Ma anche a voi segna power usage 0.0? O è un mio problema?

Poi quel consiglio sull'AC97 non è presente nei gentoo-sources, c'è un kernel di riferimento?

Ulteriore info ... le patch proposte nel sito qualcuno le ha applicate? Se mi devo riscrivere gli ebuild e ricompilare tutto per guadagnare 2 minuti di batteria ... me lo risparmio  :Very Happy: 

----------

## riverdragon

Anche a me ha consigliato di abilitare CONFIG_SND_AC97_POWER_SAVE, ma ho scoperto che viene visualizzata solo se attivi il supporto ai chipset audio intel-boh-ac97. Io uso il supporto intel-hda quindi l'opzione per me non è utile (e immagino neanche per te): il supporto ac97 non è mai attivo quindi non ha senso permettere al kernel di farlo fermare temporaneamente.

----------

## ashlar

 *Quote:*   

> 
> 
>     PowerTOP version 1.2       (C) 2007 Intel Corporation                       
> 
> Cn          Avg residency (5s)  Long term residency avg
> ...

 

Questo è quello che mi vede, non mi da info riguardo al powerusage... sapete perchè?

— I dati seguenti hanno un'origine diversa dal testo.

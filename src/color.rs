use glam::{Vec2, Vec3};

/// Reflectance of a dielectric surface at normal incidence.
pub const DIELECTRIC_SPECULAR: f32 = 0.04;

/// Tolerance used for colour comparisons and to guard divisions.
pub const EPSILON: f32 = 1e-6;

/// Specular power is clamped to this before it is mapped to roughness.
pub const MAX_SPECULAR_POWER: f32 = 1024.0;

const GAMMA: f32 = 2.2;

// Control points of the specular power -> roughness curve, power on x, roughness on y.
const ROUGHNESS_CURVE: [Vec2; 4] = [
    Vec2::new(0.0, 1.0),
    Vec2::new(0.0, 0.1),
    Vec2::new(0.0, 0.1),
    Vec2::new(1300.0, 0.1),
];

pub fn to_linear(color: Vec3) -> Vec3 {
    color.powf(GAMMA)
}

pub fn to_gamma(color: Vec3) -> Vec3 {
    color.powf(1.0 / GAMMA)
}

/// Channel-wise comparison within `epsilon` (inclusive).
pub fn fuzzy_equals(a: Vec3, b: Vec3, epsilon: f32) -> bool {
    (a - b).abs().cmple(Vec3::splat(epsilon)).all()
}

pub fn perceived_brightness(color: Vec3) -> f32 {
    (0.299 * color.x * color.x + 0.587 * color.y * color.y + 0.114 * color.z * color.z).sqrt()
}

pub fn max_component(color: Vec3) -> f32 {
    color.max_element()
}

pub fn cubic_bezier(t: f32, p0: f32, p1: f32, p2: f32, p3: f32) -> f32 {
    let s = 1.0 - t;
    s * s * s * p0 + 3.0 * s * s * t * p1 + 3.0 * s * t * t * p2 + t * t * t * p3
}

/// Maps a legacy specular power onto PBR roughness.
///
/// The power is clamped to [`MAX_SPECULAR_POWER`] first, so the curve never reaches its
/// last control point at x = 1300. Downstream assets are calibrated against this.
pub fn solve_roughness_from_specular_power(specular_power: f32) -> f32 {
    let power = specular_power.clamp(0.0, MAX_SPECULAR_POWER);
    let t = (power / ROUGHNESS_CURVE[3].x).powf(0.333333);
    cubic_bezier(
        t,
        ROUGHNESS_CURVE[0].y,
        ROUGHNESS_CURVE[1].y,
        ROUGHNESS_CURVE[2].y,
        ROUGHNESS_CURVE[3].y,
    )
}
use std::fmt;

/// Reasons a [`Config`](crate::Config) is rejected at construction time
#[derive(Debug, Clone, Copy, PartialEq)]
pub enum ConfigError {
    /// A field holds NaN or an infinity
    NotFinite { field: &'static str },
    /// A field must be strictly positive
    NotPositive { field: &'static str, value: f32 },
    /// A field must not be negative
    Negative { field: &'static str, value: f32 },
    /// `min_top_for_top_pipe` must be below `max_top_for_top_pipe`
    EmptyGapRange { min: f32, max: f32 },
    /// The lowest possible gap would extend past the playfield floor
    GapBelowFloor { max_top: f32, pipe_gap: f32, height: f32 },
    /// Pipes wider than the playfield cannot spawn on screen
    PipeWiderThanPlayfield { pipe_width: f32, width: f32 },
    /// `generate_new_pipe_percent` must lie in (0, 1]
    SpawnPercentOutOfRange { value: f32 },
    /// The bird does not fit vertically in the playfield
    BirdTallerThanPlayfield { bird_size: f32, height: f32 },
}

impl fmt::Display for ConfigError {
    fn fmt(&self, f: &mut fmt::Formatter<'_>) -> fmt::Result {
        match self {
            Self::NotFinite { field } => write!(f, "{field} must be a finite number"),
            Self::NotPositive { field, value } => {
                write!(f, "{field} must be greater than zero (got {value})")
            }
            Self::Negative { field, value } => {
                write!(f, "{field} must not be negative (got {value})")
            }
            Self::EmptyGapRange { min, max } => write!(
                f,
                "min_top_for_top_pipe ({min}) must be less than max_top_for_top_pipe ({max})"
            ),
            Self::GapBelowFloor {
                max_top,
                pipe_gap,
                height,
            } => write!(
                f,
                "max_top_for_top_pipe + pipe_gap ({max_top} + {pipe_gap}) exceeds height {height}"
            ),
            Self::PipeWiderThanPlayfield { pipe_width, width } => {
                write!(f, "pipe_width {pipe_width} exceeds playfield width {width}")
            }
            Self::SpawnPercentOutOfRange { value } => write!(
                f,
                "generate_new_pipe_percent must be in (0, 1] (got {value})"
            ),
            Self::BirdTallerThanPlayfield { bird_size, height } => {
                write!(f, "bird_size {bird_size} exceeds playfield height {height}")
            }
        }
    }
}

impl std::error::Error for ConfigError {}
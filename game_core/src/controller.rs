use hecs::World;
use rand::Rng;

use crate::systems::{apply_jump, bird_velocity, spawn_pipe};
use crate::{
    create_bird, create_pipe_slot, step, Config, ConfigError, Events, Frame, GameRng, Slot,
    Status,
};

/// Owns the canonical game state and is its only mutator.
///
/// Every operation hands back a [`Frame`] by value, so renderers can keep or
/// modify what they receive without touching the simulation.
pub struct GameController<R: Rng = GameRng> {
    config: Config,
    world: World,
    status: Status,
    events: Events,
    rng: R,
    tick: u64,
}

impl GameController<GameRng> {
    /// Validate `config` and start a fresh (not yet started) game with an
    /// entropy-seeded generator
    pub fn new(config: Config) -> Result<Self, ConfigError> {
        Self::with_rng(config, GameRng::from_entropy())
    }

    /// Same as [`GameController::new`] but reproducible for a given seed
    pub fn with_seed(config: Config, seed: u64) -> Result<Self, ConfigError> {
        Self::with_rng(config, GameRng::new(seed))
    }
}

impl<R: Rng> GameController<R> {
    pub fn with_rng(config: Config, rng: R) -> Result<Self, ConfigError> {
        if let Err(err) = config.validate() {
            log::debug!("rejected game config: {err}");
            return Err(err);
        }

        let mut controller = Self {
            config,
            world: World::new(),
            status: Status::new(),
            events: Events::new(),
            rng,
            tick: 0,
        };
        controller.new_game();
        Ok(controller)
    }

    /// Discard the current game and build a fresh one that waits for `start`
    pub fn new_game(&mut self) -> Frame {
        self.world.clear();

        let first = spawn_pipe(&self.config, &mut self.rng, true);
        let second = spawn_pipe(&self.config, &mut self.rng, false);
        create_pipe_slot(&mut self.world, Slot::First, first);
        create_pipe_slot(&mut self.world, Slot::Second, second);

        if let Some(physics) = &self.config.physics {
            create_bird(
                &mut self.world,
                physics.bird_spawn(self.config.height),
                physics.bird_size,
            );
        }

        self.status = Status::new();
        self.events = Events::new();
        self.tick = 0;

        log::debug!("new game, first gap at {:.1}", first.gap_top());
        self.frame()
    }

    /// New game with the simulation running
    pub fn start(&mut self) -> Frame {
        self.new_game();
        self.status.game_started = true;
        log::debug!("game started");
        self.frame()
    }

    /// Advance one tick. Without physics the pipes always move; with physics
    /// nothing changes until the game is started, or once it is over.
    pub fn next_frame(&mut self) -> Frame {
        if step(
            &mut self.world,
            &self.config,
            &self.status,
            &mut self.events,
            &mut self.rng,
        ) {
            self.tick += 1;
        }
        self.frame()
    }

    /// Request an upward impulse. Ignored while a previous impulse is still
    /// positive, or when physics is disabled. The bird moves on the next tick.
    pub fn jump(&mut self) {
        let Some(physics) = &self.config.physics else {
            return;
        };
        if !apply_jump(&mut self.world, physics) {
            log::trace!("jump ignored, impulse still in effect");
        }
    }

    /// End the game on behalf of an external collision check
    pub fn report_collision(&mut self) -> Frame {
        if !self.status.game_over {
            log::debug!(
                "collision reported at tick {}, score {}",
                self.tick,
                self.status.score
            );
            self.status.game_over = true;
        }
        self.frame()
    }

    /// Award a point on behalf of an external scorer. Ignored after game over.
    pub fn increment_score(&mut self) -> Frame {
        if !self.status.game_over {
            self.status.increment_score();
        }
        self.frame()
    }

    /// Snapshot of the current state
    pub fn frame(&self) -> Frame {
        Frame::capture(&self.world, &self.config, &self.status, self.tick)
    }

    pub fn config(&self) -> &Config {
        &self.config
    }

    /// What happened during the latest advancing tick
    pub fn events(&self) -> &Events {
        &self.events
    }

    pub fn status(&self) -> &Status {
        &self.status
    }

    /// Remaining upward impulse, `None` without physics
    pub fn velocity(&self) -> Option<f32> {
        bird_velocity(&self.world)
    }

    /// Ticks advanced since the last new game
    pub fn tick(&self) -> u64 {
        self.tick
    }
}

P.S. il mio portatile è un sony fe11h

----------

## unz

Staccato il cavo d'alimentazione?

----------

## riverdragon

Pensa che a me non riesce a riconoscere i c-states... E ho un core duo, quindi intel!

----------

## ashlar

anche staccando il cavo di alimentazione il risultato non cambia

----------

## ashlar

Per provare ho scaricato powertop da svn e adesso mi ha aggiunto questo nuovo consiglio:

 *Quote:*   

> 
> 
> Cn          Avg residency (5s)  Long term residency avg
> 
> C0 (cpu running)        ( 5,1%)
> ...

 

Ho provato ad abilitare ciò che chiede ma proprio non riesco a trovarlo qualcuno che lo ha fatto può mettere passo passo quali voci abilitare/disabilitare del kernel?

----------

## riverdragon

C'è un mio post a riguardo proprio in questa pagina.

----------

## ashlar

 *riverdragon wrote:*   

> C'è un mio post a riguardo proprio in questa pagina.

 

si avevo letto la tua risposta, ma tu come hai fatto a eliminare quel messaggio?

----------

## unz

 *riverdragon wrote:*   

> Pensa che a me non riesce a riconoscere i c-states... E ho un core duo, quindi intel!

 

Io pure, quelo che ho incollato sopra è un Core Duo i686 Genuine Intel(R) CPU T2300 @ 1.66GHz GenuineIntel GNU/Linux

----------

## riverdragon

 *ashlar wrote:*   

>  *riverdragon wrote:*   C'è un mio post a riguardo proprio in questa pagina. 
> 
> si avevo letto la tua risposta, ma tu come hai fatto a eliminare quel messaggio?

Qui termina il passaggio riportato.